*WHAT IS REQUIRED:* Transcribe the records that follow, preserving every word.
....
use anyhow::{Context, Result};
use chrono::{DateTime, Utc};
use serde::Deserialize;

use resources::{
    objects::{StartupBudget, WorkloadIdentity},
    utils::quantile,
};

use crate::USER_AGENT;

/// Scheduling-to-readiness record of one pod of the workload.
#[derive(Debug, Clone, PartialEq)]
pub struct PodLifecycle {
    pub name: String,
    pub namespace: String,
    pub has_readiness_probe: bool,
    pub pod_scheduled_time: Option<DateTime<Utc>>,
    pub ready_time: Option<DateTime<Utc>>,
}

impl PodLifecycle {
    /// Seconds from scheduling to readiness, when both transitions exist.
    pub fn scheduled_to_ready_seconds(&self) -> Option<f64> {
        match (self.pod_scheduled_time, self.ready_time) {
            (Some(scheduled), Some(ready)) => {
                Some((ready - scheduled).num_milliseconds() as f64 / 1000.0)
            },
            _ => None,
        }
    }
}

#[derive(Debug, Deserialize)]
#[serde(rename_all = "camelCase")]
struct PodAsset {
    name: String,
    namespace: String,
    #[serde(default)]
    has_readiness_probe: bool,
    #[serde(default)]
    conditions: Vec<PodCondition>,
}

#[derive(Debug, Deserialize)]
#[serde(rename_all = "camelCase")]
struct PodCondition {
    #[serde(rename = "type")]
    type_: String,
    last_transition_time: Option<DateTime<Utc>>,
}

impl PodAsset {
    fn into_lifecycle(self) -> PodLifecycle {
        let mut pod_scheduled_time = None;
        let mut ready_time = None;
        for condition in &self.conditions {
            match condition.type_.as_str() {
                "PodScheduled" => pod_scheduled_time = condition.last_transition_time,
                "Ready" => ready_time = condition.last_transition_time,
                _ => {},
            }
        }
        PodLifecycle {
            name: self.name,
            namespace: self.namespace,
            has_readiness_probe: self.has_readiness_probe,
            pod_scheduled_time,
            ready_time,
        }
    }
}

/// Worst observed startup after Tukey-fence outlier removal.
///
/// Points outside `[Q1 - 1.5*IQR, Q3 + 1.5*IQR]` are dropped before the
/// max is taken, so a single stuck pod does not dominate the budget.
pub fn max_startup_seconds(pods: &[PodLifecycle]) -> Option<f64> {
    let samples: Vec<f64> = pods
        .iter()
        .filter_map(PodLifecycle::scheduled_to_ready_seconds)
        .collect();
    if samples.is_empty() {
        return None;
    }

    let first_quartile = quantile(&samples, 0.25);
    let third_quartile = quantile(&samples, 0.75);
    let interquartile_range = third_quartile - first_quartile;
    tracing::info!(
        "First quartile: {}, third quartile: {}, interquartile range: {}",
        first_quartile,
        third_quartile,
        interquartile_range
    );

    let lower = first_quartile - 1.5 * interquartile_range;
    let upper = third_quartile + 1.5 * interquartile_range;
    samples
        .into_iter()
        .filter(|&s| s >= lower && s <= upper)
        .fold(None, |acc: Option<f64>, s| {
            Some(acc.map_or(s, |best| best.max(s)))
        })
}

/// Reads pod lifecycle conditions to measure real startup latency.
pub struct StartupProbe {
    client: reqwest::Client,
    base_url: String,
}

impl StartupProbe {
    pub fn new(base_url: impl Into<String>) -> Self {
        Self {
            client: reqwest::Client::new(),
            base_url: base_url.into(),
        }
    }

    /// Replace the budget's scheduled-to-ready component with the probed
    /// maximum. The budget keeps its configured defaults when the
    /// workload has no pod lifecycle data.
    pub async fn refresh_budget(
        &self,
        identity: &WorkloadIdentity,
        budget: &mut StartupBudget,
    ) -> Result<()> {
        tracing::info!("Calculating total startup time for workload {}", identity);
        let pods = self.fetch_workload_pods(identity).await?;
        if pods.is_empty() {
            tracing::warn!("No pod details available, keeping the configured startup time");
            return Ok(());
        }

        match max_startup_seconds(&pods) {
            Some(max_pod_startup_seconds) => {
                tracing::info!(
                    "Max pod startup time after filtering: {} seconds",
                    max_pod_startup_seconds
                );
                budget.scheduled_to_ready_seconds = max_pod_startup_seconds;
                tracing::info!(
                    "Updated workload startup budget: scheduled_to_ready_seconds: {}, total: {}",
                    budget.scheduled_to_ready_seconds,
                    budget.total_seconds()
                );
            },
            None => {
                tracing::warn!("No usable lifecycle transitions, keeping the configured startup time");
            },
        }
        Ok(())
    }

    async fn fetch_workload_pods(&self, identity: &WorkloadIdentity) -> Result<Vec<PodLifecycle>> {
        let url = format!(
            "{}/v1/projects/{}/locations/{}/clusters/{}/namespaces/{}/pods",
            self.base_url, identity.project, identity.location, identity.cluster, identity.namespace
        );
        let assets = self
            .client
            .get(&url)
            .header(reqwest::header::USER_AGENT, USER_AGENT)
            .query(&[("controller", identity.controller_name.as_str())])
            .send()
            .await
            .with_context(|| format!("Failed to fetch workload pod details from {}", url))?
            .error_for_status()
            .context("Pod lifecycle request was rejected")?
            .json::<Vec<PodAsset>>()
            .await
            .context("Malformed pod lifecycle response")?;
        Ok(assets.into_iter().map(PodAsset::into_lifecycle).collect())
    }
}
....
*TASK RESPONSE:*
use anyhow::{Context, Result};
use chrono::{DateTime, Utc};
use serde::Deserialize;

use resources::{
    objects::{StartupBudget, WorkloadIdentity},
    utils::quantile,
};

use crate::USER_AGENT;

/// Scheduling-to-readiness record of one pod of the workload.
#[derive(Debug, Clone, PartialEq)]
pub struct PodLifecycle {
    pub name: String,
    pub namespace: String,
    pub has_readiness_probe: bool,
    pub pod_scheduled_time: Option<DateTime<Utc>>,
    pub ready_time: Option<DateTime<Utc>>,
}

impl PodLifecycle {
    /// Seconds from scheduling to readiness, when both transitions exist.
    pub fn scheduled_to_ready_seconds(&self) -> Option<f64> {
        match (self.pod_scheduled_time, self.ready_time) {
            (Some(scheduled), Some(ready)) => {
                Some((ready - scheduled).num_milliseconds() as f64 / 1000.0)
            },
            _ => None,
        }
    }
}

#[derive(Debug, Deserialize)]
#[serde(rename_all = "camelCase")]
struct PodAsset {
    name: String,
    namespace: String,
    #[serde(default)]
    has_readiness_probe: bool,
    #[serde(default)]
    conditions: Vec<PodCondition>,
}

#[derive(Debug, Deserialize)]
#[serde(rename_all = "camelCase")]
struct PodCondition {
    #[serde(rename = "type")]
    type_: String,
    last_transition_time: Option<DateTime<Utc>>,
}

impl PodAsset {
    fn into_lifecycle(self) -> PodLifecycle {
        let mut pod_scheduled_time = None;
        let mut ready_time = None;
        for condition in &self.conditions {
            match condition.type_.as_str() {
                "PodScheduled" => pod_scheduled_time = condition.last_transition_time,
                "Ready" => ready_time = condition.last_transition_time,
                _ => {},
            }
        }
        PodLifecycle {
            name: self.name,
            namespace: self.namespace,
            has_readiness_probe: self.has_readiness_probe,
            pod_scheduled_time,
            ready_time,
        }
    }
}

/// Worst observed startup after Tukey-fence outlier removal.
///
/// Points outside `[Q1 - 1.5*IQR, Q3 + 1.5*IQR]` are dropped before the
/// max is taken, so a single stuck pod does not dominate the budget.
pub fn max_startup_seconds(pods: &[PodLifecycle]) -> Option<f64> {
    let samples: Vec<f64> = pods
        .iter()
        .filter_map(PodLifecycle::scheduled_to_ready_seconds)
        .collect();
    if samples.is_empty() {
        return None;
    }

    let first_quartile = quantile(&samples, 0.25);
    let third_quartile = quantile(&samples, 0.75);
    let interquartile_range = third_quartile - first_quartile;
    tracing::info!(
        "First quartile: {}, third quartile: {}, interquartile range: {}",
        first_quartile,
        third_quartile,
        interquartile_range
    );

    let lower = first_quartile - 1.5 * interquartile_range;
    let upper = third_quartile + 1.5 * interquartile_range;
    samples
        .into_iter()
        .filter(|&s| s >= lower && s <= upper)
        .fold(None, |acc: Option<f64>, s| {
            Some(acc.map_or(s, |best| best.max(s)))
        })
}

/// Reads pod lifecycle conditions to measure real startup latency.
pub struct StartupProbe {
    client: reqwest::Client,
    base_url: String,
}

impl StartupProbe {
    pub fn new(base_url: impl Into<String>) -> Self {
        Self {
            client: reqwest::Client::new(),
            base_url: base_url.into(),
        }
    }

    /// Replace the budget's scheduled-to-ready component with the probed
    /// maximum. The budget keeps its configured defaults when the
    /// workload has no pod lifecycle data.
    pub async fn refresh_budget(
        &self,
        identity: &WorkloadIdentity,
        budget: &mut StartupBudget,
    ) -> Result<()> {
        tracing::info!("Calculating total startup time for workload {}", identity);
        let pods = self.fetch_workload_pods(identity).await?;
        if pods.is_empty() {
            tracing::warn!("No pod details available, keeping the configured startup time");
            return Ok(());
        }

        match max_startup_seconds(&pods) {
            Some(max_pod_startup_seconds) => {
                tracing::info!(
                    "Max pod startup time after filtering: {} seconds",
                    max_pod_startup_seconds
                );
                budget.scheduled_to_ready_seconds = max_pod_startup_seconds;
                tracing::info!(
                    "Updated workload startup budget: scheduled_to_ready_seconds: {}, total: {}",
                    budget.scheduled_to_ready_seconds,
                    budget.total_seconds()
                );
            },
            None => {
                tracing::warn!("No usable lifecycle transitions, keeping the configured startup time");
            },
        }
        Ok(())
    }

    async fn fetch_workload_pods(&self, identity: &WorkloadIdentity) -> Result<Vec<PodLifecycle>> {
        let url = format!(
            "{}/v1/projects/{}/locations/{}/clusters/{}/namespaces/{}/pods",
            self.base_url, identity.project, identity.location, identity.cluster, identity.namespace
        );
        let assets = self
            .client
            .get(&url)
            .header(reqwest::header::USER_AGENT, USER_AGENT)
            .query(&[("controller", identity.controller_name.as_str())])
            .send()
            .await
            .with_context(|| format!("Failed to fetch workload pod details from {}", url))?
            .error_for_status()
            .context("Pod lifecycle request was rejected")?
            .json::<Vec<PodAsset>>()
            .await
            .context("Malformed pod lifecycle response")?;
        Ok(assets.into_iter().map(PodAsset::into_lifecycle).collect())
    }
}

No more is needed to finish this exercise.